VIER PFOTEN/VOGELGRIPPE: Hysterie um infizierte Wildvögel überdeckt wahre Gefahrenherde Geflügeltransporte und Vogel-Handel müssen verstärkt kontrolliert werden

Wien (OTS) - Große Sorge bereitet der Tierschutzorganisation VIER PFOTEN, dass im Zuge der derzeitigen Diskussionen rund um das Thema Vogelgrippe, die Problematik der Tierschutztransporte völlig unter den Tisch fällt: Nicht nur Zugvögel kennen keine Grenzen, auch für Tiertransporte gibt es durch den Wegfall der meisten Grenztierärzte nur mehr lückenhafte Kontrollen. Experten warnen zu Recht davor, dass die eigentliche Gefahr für die Verbreitung der Vogelgrippe vom Schmuggel exotischer Wildvögel und dem schwungvollen Geflügelhandel in einem Europa der offenen Grenzen ausgeht. Tierärztliche Kontrollstellen gibt es nur mehr an der Grenze zur Schweiz und an 2 Flughäfen. Hier ist das Ministerium dringend gefordert, zusammen mit den Ländern dieses lückenhafte Netz zu schließen.
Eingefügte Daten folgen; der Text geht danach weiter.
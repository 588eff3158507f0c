//! Command-line client for the WeChat Pay v2 API.
//!
//! # Usage
//!
//! ```bash
//! # Sign an arbitrary field set (JSON object) with the configured key
//! wxpay sign '{"appid":"wx1","mch_id":"10000100","nonce_str":"abc"}'
//!
//! # Refund 0.50 CNY of a 1.00 CNY payment
//! wxpay refund --out-trade-no T1 --out-refund-no R1 --total-fee 100 --refund-fee 50
//!
//! # Pay out to a user, with a real-name check when --user-name is given
//! wxpay transfer --partner-trade-no PT1 --openid o-1 --amount 100 --desc bonus --ip 10.0.0.1
//!
//! # Look up a payout
//! wxpay transfer-query --partner-trade-no PT1
//! ```
//!
//! # Environment Variables
//!
//! - `WXPAY_CONFIG` - Path to TOML configuration file (default: `wxpay.toml`)
//! - `WXPAY_SANDBOX` - Override the sandbox flag from the file
//! - `RUST_LOG` - Log level filter (default: `info`)
//!
//! A `.env` file in the working directory is loaded first.

use std::io::{Read, Write};
use std::path::PathBuf;

use clap::{Parser, Subcommand};
use serde::Serialize;
use tracing_subscriber::EnvFilter;
use wxpay::{
    FieldMap, ProviderResponse, RefundRequest, TransferNoCheckRequest, TransferQueryRequest,
    TransferRequest,
};
use wxpay_cli::FileConfig;
use wxpay_http::{ConfigError, WxPayClient};

/// WeChat Pay v2 command-line client.
#[derive(Parser, Debug)]
#[command(name = "wxpay", version, about)]
struct Args {
    /// Configuration file.
    #[arg(long, env = "WXPAY_CONFIG", default_value = "wxpay.toml")]
    config: PathBuf,

    /// Override the sandbox flag from the configuration file.
    #[arg(long, env = "WXPAY_SANDBOX", value_parser = clap::builder::BoolishValueParser::new())]
    sandbox: Option<bool>,

    #[command(subcommand)]
    command: Command,
}

#[derive(Subcommand, Debug)]
enum Command {
    /// Print the signature of a JSON object of fields.
    Sign {
        /// JSON object, or `-` to read from stdin.
        fields: String,

        /// Print the signed document as XML instead of the bare signature.
        #[arg(long)]
        xml: bool,
    },

    #[command(flatten)]
    Api(ApiCommand),
}

/// Subcommands that call the provider.
#[derive(Subcommand, Debug)]
enum ApiCommand {
    /// Refund a payment.
    Refund {
        #[arg(long)]
        out_trade_no: String,
        #[arg(long)]
        out_refund_no: String,
        /// Original payment amount in fen.
        #[arg(long)]
        total_fee: i64,
        /// Amount to refund in fen.
        #[arg(long)]
        refund_fee: i64,
        #[arg(long)]
        desc: Option<String>,
    },

    /// Transfer to an individual.
    Transfer {
        #[arg(long)]
        partner_trade_no: String,
        #[arg(long)]
        openid: String,
        /// Amount in fen.
        #[arg(long)]
        amount: i64,
        #[arg(long)]
        desc: String,
        /// IP address of the calling server.
        #[arg(long)]
        ip: String,
        /// Recipient real name. Enables the real-name check.
        #[arg(long)]
        user_name: Option<String>,
    },

    /// Look up a transfer.
    TransferQuery {
        #[arg(long)]
        partner_trade_no: String,
    },
}

#[tokio::main]
async fn main() {
    dotenvy::dotenv().ok();

    tracing_subscriber::fmt()
        .with_env_filter(
            EnvFilter::try_from_default_env().unwrap_or_else(|_| EnvFilter::new("info")),
        )
        .with_writer(std::io::stderr)
        .init();

    if let Err(e) = run(Args::parse()).await {
        tracing::error!("wxpay failed: {e}");
        std::process::exit(1);
    }
}

async fn run(args: Args) -> Result<(), Box<dyn std::error::Error>> {
    let mut file = FileConfig::load_from(&args.config)?;
    if let Some(sandbox) = args.sandbox {
        file.sandbox = sandbox;
    }
    let config = file.into_client_config()?;
    tracing::info!(
        path = %args.config.display(),
        mch_id = %config.mch_id,
        sandbox = config.sandbox,
        sign_type = %config.sign_type,
        "Loaded configuration"
    );

    match args.command {
        Command::Sign { fields, xml } => {
            if config.api_key.is_empty() {
                return Err(ConfigError::MissingCredential("api_key").into());
            }
            sign(&config.signer(), &fields, xml)
        }
        Command::Api(command) => call(&WxPayClient::new(&config)?, command).await,
    }
}

/// Sends one API call and prints the response.
async fn call(client: &WxPayClient, command: ApiCommand) -> Result<(), Box<dyn std::error::Error>> {
    match command {
        ApiCommand::Refund {
            out_trade_no,
            out_refund_no,
            total_fee,
            refund_fee,
            desc,
        } => {
            let mut request = RefundRequest::new(out_trade_no, out_refund_no, total_fee, refund_fee);
            request.refund_desc = desc;
            report(&client.refund(request).await?)
        }
        ApiCommand::Transfer {
            partner_trade_no,
            openid,
            amount,
            desc,
            ip,
            user_name: Some(re_user_name),
        } => {
            let request = TransferRequest {
                partner_trade_no,
                openid,
                re_user_name,
                amount,
                desc,
                spbill_create_ip: ip,
                ..TransferRequest::default()
            };
            report(&client.transfer(request).await?)
        }
        ApiCommand::Transfer {
            partner_trade_no,
            openid,
            amount,
            desc,
            ip,
            user_name: None,
        } => {
            let request = TransferNoCheckRequest {
                partner_trade_no,
                openid,
                amount,
                desc,
                spbill_create_ip: ip,
                ..TransferNoCheckRequest::default()
            };
            report(&client.transfer_no_check(request).await?)
        }
        ApiCommand::TransferQuery { partner_trade_no } => {
            report(&client.transfer_query(TransferQueryRequest::new(partner_trade_no)).await?)
        }
    }
}

/// Signs a JSON object of fields and prints the signature or signed XML.
fn sign(signer: &wxpay::Signer, fields: &str, xml: bool) -> Result<(), Box<dyn std::error::Error>> {
    let text = if fields == "-" {
        let mut buf = String::new();
        std::io::stdin().read_to_string(&mut buf)?;
        buf
    } else {
        fields.to_owned()
    };
    let value: serde_json::Value = serde_json::from_str(&text)?;
    let mut map = FieldMap::from_serialize(&value)?;
    let signature = signer.sign_map(&map);

    let mut stdout = std::io::stdout().lock();
    if xml {
        map.insert("sign", signature);
        writeln!(stdout, "{}", wxpay::xml::map_to_xml(&map))?;
    } else {
        writeln!(stdout, "{signature}")?;
    }
    Ok(())
}

/// Prints a response as JSON and logs any provider-reported failure.
fn report<R: ProviderResponse + Serialize>(response: &R) -> Result<(), Box<dyn std::error::Error>> {
    if let Some(failure) = response.failure() {
        tracing::warn!(%failure, "Provider reported failure");
    }
    let mut stdout = std::io::stdout().lock();
    writeln!(stdout, "{}", serde_json::to_string_pretty(response)?)?;
    Ok(())
}
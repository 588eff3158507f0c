//! Operator tooling for the WeChat Pay v2 API.
//!
//! # Modules
//!
//! - [`config`] - TOML configuration file with environment variable expansion

pub mod config;

pub use config::{ConfigFileError, FileConfig};
//! Civil date-time values in the provider's wire format.
//!
//! The API exchanges timestamps as `YYYY-MM-DD HH:MM:SS` strings without an
//! offset (the provider's local time). [`WireTimestamp`] carries such a value
//! and is the only timestamp type the canonical field extractor accepts.

use chrono::NaiveDateTime;
use serde::{Deserialize, Deserializer, Serialize, Serializer};
use std::fmt::{Display, Formatter};
use std::str::FromStr;

/// Wire rendering of a timestamp: `2015-04-21 20:00:00`.
pub const WIRE_TIME_FORMAT: &str = "%Y-%m-%d %H:%M:%S";

/// A date-time rendered as `YYYY-MM-DD HH:MM:SS` on the wire.
///
/// # Serialization
///
/// Serialized as the formatted string, e.g.
///
/// ```json
/// "2015-04-21 20:00:00"
/// ```
#[derive(Debug, Clone, Copy, PartialEq, PartialOrd, Ord, Eq, Hash)]
pub struct WireTimestamp(NaiveDateTime);

impl WireTimestamp {
    /// Wraps a naive date-time.
    #[must_use]
    pub const fn new(value: NaiveDateTime) -> Self {
        Self(value)
    }

    /// Returns the wrapped date-time.
    #[must_use]
    pub const fn as_naive(&self) -> &NaiveDateTime {
        &self.0
    }
}

impl From<NaiveDateTime> for WireTimestamp {
    fn from(value: NaiveDateTime) -> Self {
        Self(value)
    }
}

impl Display for WireTimestamp {
    fn fmt(&self, f: &mut Formatter<'_>) -> std::fmt::Result {
        write!(f, "{}", self.0.format(WIRE_TIME_FORMAT))
    }
}

impl FromStr for WireTimestamp {
    type Err = chrono::ParseError;

    fn from_str(s: &str) -> Result<Self, Self::Err> {
        NaiveDateTime::parse_from_str(s.trim(), WIRE_TIME_FORMAT).map(Self)
    }
}

impl Serialize for WireTimestamp {
    fn serialize<S: Serializer>(&self, serializer: S) -> Result<S::Ok, S::Error> {
        serializer.collect_str(self)
    }
}

impl<'de> Deserialize<'de> for WireTimestamp {
    fn deserialize<D>(deserializer: D) -> Result<Self, D::Error>
    where
        D: Deserializer<'de>,
    {
        let s = String::deserialize(deserializer)?;
        s.parse().map_err(|_| {
            serde::de::Error::custom("timestamp must be formatted as YYYY-MM-DD HH:MM:SS")
        })
    }
}
#![cfg_attr(docsrs, feature(doc_auto_cfg))]

//! Core types for the WeChat Pay v2 merchant API.
//!
//! This crate builds and signs request documents and decodes the provider's
//! replies. It performs no I/O; the `wxpay-http` crate sends the documents.
//!
//! # Overview
//!
//! A call goes through four steps:
//!
//! 1. The caller builds an operation request such as [`RefundRequest`].
//! 2. [`enrich`] fills in the merchant [`Identity`], a fresh nonce, the sign
//!    type and the signature computed by [`Signer`].
//! 3. [`xml::encode`] renders the request as an `<xml>` document.
//! 4. [`xml::decode`] parses the reply into the matching response type.
//!
//! # Modules
//!
//! - [`canonical`] - Wire field declarations and canonical field maps
//! - [`sign`] - Base strings and HMAC-SHA256 / MD5 signatures
//! - [`nonce`] - Random `nonce_str` values
//! - [`envelope`] - Shared request envelope and request enrichment
//! - [`proto`] - Operation request and response types, error codes
//! - [`xml`] - Request encoding and response decoding
//! - [`timestamp`] - `YYYY-MM-DD HH:MM:SS` wire timestamps
//!
//! # Feature Flags
//!
//! - `telemetry` - Emits tracing events when requests are enriched

pub mod canonical;
pub mod envelope;
pub mod error;
pub mod nonce;
pub mod proto;
pub mod sign;
pub mod timestamp;
pub mod xml;

pub use canonical::{Field, FieldMap, FieldValue, Variant, WireFields};
pub use envelope::{Envelope, Identity, SignedRequest, enrich};
pub use error::{CanonicalError, DecodeError, SignTypeError};
pub use proto::{
    AddReceiverRequest, AddReceiverResponse, ErrorCode, ProfitSharingRequest,
    ProfitSharingResponse, ProviderFailure, ProviderResponse, ReceiverItem, RefundRequest,
    RefundResponse, TransferNoCheckRequest, TransferQueryRequest, TransferQueryResponse,
    TransferRequest, TransferResponse,
};
pub use sign::{SignType, Signer};
pub use timestamp::WireTimestamp;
In diesem Zusammenhang wiederholt die Tierschutzorganisation auch ihre Forderung nach einem Importverbot von Wildvögeln in die EU, die seit Jahren von einer breiten Allianz von Tier- und Artenschutzorganisationen gestellt wird. Im vergangenen Jahr waren wiederholt Exoten entdeckt worden, die mit dem Virus infiziert waren. "Bundesministerin Rauch-Kallat ist aufgefordert, diese Thematik im Zuge der Österreichischen EU-Präsidentschaft 2006 auf die Tagesordnung zu setzen", fordert Mag. Andreas Sax.